[Stored data]
= Beginning of Section =

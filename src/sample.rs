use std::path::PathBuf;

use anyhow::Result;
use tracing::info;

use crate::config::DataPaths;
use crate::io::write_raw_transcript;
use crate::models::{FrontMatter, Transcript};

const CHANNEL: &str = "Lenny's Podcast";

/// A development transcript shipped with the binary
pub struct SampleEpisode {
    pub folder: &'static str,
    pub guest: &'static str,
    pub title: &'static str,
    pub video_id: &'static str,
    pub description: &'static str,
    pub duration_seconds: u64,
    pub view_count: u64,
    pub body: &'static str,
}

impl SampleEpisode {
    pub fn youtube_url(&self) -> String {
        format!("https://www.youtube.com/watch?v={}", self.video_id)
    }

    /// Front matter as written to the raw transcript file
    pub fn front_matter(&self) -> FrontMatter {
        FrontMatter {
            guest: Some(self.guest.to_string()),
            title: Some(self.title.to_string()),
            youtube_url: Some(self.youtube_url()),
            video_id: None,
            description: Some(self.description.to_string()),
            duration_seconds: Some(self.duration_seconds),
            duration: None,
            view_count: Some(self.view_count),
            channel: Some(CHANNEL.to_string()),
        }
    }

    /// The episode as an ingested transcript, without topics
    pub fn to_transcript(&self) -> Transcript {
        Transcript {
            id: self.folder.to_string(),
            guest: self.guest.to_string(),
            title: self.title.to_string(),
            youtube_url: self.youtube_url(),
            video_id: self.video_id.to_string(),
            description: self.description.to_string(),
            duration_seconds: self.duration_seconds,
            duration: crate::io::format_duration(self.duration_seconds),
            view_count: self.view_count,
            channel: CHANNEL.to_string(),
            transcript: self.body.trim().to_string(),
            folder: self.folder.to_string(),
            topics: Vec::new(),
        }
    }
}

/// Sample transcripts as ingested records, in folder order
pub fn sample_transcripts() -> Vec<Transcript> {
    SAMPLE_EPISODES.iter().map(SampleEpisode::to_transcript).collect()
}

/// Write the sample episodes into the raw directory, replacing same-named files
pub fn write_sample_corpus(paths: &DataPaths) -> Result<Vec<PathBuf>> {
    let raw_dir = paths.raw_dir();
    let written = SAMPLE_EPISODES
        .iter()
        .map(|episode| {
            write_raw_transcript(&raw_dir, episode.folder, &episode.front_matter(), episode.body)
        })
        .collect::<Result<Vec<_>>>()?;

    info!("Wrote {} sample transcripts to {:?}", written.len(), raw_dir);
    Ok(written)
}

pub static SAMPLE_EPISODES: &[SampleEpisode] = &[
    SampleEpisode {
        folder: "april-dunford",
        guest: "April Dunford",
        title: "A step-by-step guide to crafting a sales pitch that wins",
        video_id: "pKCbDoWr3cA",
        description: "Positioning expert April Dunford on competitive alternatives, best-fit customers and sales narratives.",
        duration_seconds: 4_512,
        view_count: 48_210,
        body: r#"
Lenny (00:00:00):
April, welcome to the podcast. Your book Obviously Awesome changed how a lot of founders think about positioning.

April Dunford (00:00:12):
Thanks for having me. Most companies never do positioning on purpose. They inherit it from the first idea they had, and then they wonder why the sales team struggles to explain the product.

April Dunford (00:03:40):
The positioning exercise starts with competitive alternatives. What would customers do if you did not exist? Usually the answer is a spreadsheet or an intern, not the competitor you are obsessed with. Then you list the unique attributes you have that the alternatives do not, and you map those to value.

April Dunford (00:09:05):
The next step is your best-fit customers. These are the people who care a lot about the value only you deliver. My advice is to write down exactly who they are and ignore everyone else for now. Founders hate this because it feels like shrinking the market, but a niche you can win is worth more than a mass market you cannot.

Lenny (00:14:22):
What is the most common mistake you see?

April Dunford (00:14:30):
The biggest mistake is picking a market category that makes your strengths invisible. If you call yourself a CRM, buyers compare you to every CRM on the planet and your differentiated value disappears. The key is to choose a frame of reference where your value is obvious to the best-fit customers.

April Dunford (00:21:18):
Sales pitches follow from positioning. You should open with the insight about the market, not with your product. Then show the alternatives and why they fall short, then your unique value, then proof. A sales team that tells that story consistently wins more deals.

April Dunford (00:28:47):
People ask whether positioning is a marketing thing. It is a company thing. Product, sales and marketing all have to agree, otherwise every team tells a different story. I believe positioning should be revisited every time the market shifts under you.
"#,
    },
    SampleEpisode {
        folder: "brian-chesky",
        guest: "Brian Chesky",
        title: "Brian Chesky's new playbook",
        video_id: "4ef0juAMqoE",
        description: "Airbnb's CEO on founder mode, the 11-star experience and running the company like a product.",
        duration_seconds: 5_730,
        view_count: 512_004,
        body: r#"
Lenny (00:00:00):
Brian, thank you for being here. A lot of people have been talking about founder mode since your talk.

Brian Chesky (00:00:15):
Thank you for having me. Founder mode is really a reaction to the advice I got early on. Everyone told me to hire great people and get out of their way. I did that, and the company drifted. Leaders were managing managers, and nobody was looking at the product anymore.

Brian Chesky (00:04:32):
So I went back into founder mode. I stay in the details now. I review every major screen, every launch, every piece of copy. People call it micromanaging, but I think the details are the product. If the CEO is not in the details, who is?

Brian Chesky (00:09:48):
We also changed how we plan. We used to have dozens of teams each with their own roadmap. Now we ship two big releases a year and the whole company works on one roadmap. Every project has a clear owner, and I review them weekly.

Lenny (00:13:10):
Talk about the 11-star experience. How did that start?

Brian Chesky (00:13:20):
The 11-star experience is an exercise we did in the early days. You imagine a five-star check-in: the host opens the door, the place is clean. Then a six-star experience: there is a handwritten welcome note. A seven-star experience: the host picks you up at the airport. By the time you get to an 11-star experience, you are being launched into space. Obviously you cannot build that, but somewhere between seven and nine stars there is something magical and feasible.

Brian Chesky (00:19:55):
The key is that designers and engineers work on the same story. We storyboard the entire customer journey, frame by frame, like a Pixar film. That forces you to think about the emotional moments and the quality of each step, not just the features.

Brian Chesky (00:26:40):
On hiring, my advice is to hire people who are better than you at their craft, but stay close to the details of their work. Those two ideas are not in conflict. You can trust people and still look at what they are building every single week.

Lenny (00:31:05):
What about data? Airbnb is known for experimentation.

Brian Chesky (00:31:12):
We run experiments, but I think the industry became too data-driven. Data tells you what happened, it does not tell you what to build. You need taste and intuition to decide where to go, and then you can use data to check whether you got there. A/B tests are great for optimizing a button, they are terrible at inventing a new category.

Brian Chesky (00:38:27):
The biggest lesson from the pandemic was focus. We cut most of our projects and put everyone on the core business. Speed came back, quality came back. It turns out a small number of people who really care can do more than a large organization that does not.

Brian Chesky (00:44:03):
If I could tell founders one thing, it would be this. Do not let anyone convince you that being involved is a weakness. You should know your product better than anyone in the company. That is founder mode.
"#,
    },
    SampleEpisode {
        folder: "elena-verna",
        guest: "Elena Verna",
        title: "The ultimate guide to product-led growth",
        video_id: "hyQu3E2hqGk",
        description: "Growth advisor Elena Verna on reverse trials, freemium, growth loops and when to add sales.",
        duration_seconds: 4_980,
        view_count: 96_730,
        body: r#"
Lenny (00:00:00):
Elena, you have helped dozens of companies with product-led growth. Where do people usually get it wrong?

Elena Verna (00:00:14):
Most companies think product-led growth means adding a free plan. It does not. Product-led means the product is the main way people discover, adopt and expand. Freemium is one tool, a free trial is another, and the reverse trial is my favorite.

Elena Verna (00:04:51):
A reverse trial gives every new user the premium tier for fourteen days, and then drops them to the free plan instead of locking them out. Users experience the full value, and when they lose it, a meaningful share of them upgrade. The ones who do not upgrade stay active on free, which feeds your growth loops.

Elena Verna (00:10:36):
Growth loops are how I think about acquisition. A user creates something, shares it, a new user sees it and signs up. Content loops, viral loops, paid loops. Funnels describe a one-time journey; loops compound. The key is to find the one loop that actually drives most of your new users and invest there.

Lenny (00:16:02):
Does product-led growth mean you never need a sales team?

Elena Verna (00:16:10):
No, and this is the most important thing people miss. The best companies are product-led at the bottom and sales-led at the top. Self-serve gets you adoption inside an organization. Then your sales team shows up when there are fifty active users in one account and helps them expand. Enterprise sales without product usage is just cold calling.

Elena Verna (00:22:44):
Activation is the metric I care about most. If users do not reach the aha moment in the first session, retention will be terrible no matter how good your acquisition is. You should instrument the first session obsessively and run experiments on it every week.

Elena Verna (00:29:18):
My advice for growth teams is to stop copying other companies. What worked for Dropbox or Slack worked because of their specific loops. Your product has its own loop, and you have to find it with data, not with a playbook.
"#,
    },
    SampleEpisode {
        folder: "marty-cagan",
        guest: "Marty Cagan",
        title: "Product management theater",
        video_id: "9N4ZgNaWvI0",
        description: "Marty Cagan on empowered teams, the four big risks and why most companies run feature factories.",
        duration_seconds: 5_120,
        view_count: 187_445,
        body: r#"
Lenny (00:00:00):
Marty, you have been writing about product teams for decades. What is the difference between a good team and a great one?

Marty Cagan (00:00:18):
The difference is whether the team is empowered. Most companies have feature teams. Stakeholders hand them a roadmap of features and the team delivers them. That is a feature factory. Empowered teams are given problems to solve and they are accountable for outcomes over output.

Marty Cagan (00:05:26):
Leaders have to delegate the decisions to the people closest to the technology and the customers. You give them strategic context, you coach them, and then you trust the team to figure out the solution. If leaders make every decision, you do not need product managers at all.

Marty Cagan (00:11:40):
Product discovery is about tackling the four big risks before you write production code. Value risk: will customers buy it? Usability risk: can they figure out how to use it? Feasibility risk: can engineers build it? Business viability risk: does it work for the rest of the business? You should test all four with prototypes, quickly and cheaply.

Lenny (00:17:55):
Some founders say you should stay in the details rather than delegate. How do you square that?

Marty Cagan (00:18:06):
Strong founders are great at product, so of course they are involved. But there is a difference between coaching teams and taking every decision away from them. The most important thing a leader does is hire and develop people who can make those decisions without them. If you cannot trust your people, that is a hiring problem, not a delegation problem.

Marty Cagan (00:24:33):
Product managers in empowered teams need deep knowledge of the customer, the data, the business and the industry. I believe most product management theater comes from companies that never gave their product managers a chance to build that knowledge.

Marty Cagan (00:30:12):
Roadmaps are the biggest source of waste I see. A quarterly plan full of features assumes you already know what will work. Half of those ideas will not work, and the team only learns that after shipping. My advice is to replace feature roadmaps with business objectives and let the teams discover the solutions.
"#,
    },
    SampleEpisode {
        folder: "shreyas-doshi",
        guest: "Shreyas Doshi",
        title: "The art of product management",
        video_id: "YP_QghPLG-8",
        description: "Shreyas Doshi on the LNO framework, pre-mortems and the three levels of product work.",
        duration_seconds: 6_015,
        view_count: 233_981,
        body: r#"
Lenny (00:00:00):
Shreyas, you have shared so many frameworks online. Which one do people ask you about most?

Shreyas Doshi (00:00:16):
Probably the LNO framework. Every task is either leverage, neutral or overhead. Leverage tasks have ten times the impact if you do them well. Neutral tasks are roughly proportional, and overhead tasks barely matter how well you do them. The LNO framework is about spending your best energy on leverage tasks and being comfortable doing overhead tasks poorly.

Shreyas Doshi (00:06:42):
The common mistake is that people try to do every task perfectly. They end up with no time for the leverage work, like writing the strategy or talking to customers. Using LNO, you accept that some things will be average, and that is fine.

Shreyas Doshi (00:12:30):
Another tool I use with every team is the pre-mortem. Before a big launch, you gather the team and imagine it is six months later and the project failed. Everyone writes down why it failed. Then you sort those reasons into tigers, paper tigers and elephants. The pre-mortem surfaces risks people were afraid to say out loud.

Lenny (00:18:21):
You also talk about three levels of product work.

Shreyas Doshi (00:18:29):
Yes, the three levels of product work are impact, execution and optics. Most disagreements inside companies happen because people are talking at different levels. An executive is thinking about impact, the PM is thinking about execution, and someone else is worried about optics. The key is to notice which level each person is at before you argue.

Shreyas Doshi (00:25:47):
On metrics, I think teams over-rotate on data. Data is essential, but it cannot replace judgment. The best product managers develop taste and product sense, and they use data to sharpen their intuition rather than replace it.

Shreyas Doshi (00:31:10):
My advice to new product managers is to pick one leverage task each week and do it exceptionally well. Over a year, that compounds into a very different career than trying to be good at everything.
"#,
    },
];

= End of Section =

### ABOUT THIS EXERCISE:
Count how many lines in the data above hold the string "review", and give the number with no other words.

### YOUR SOLUTION:
2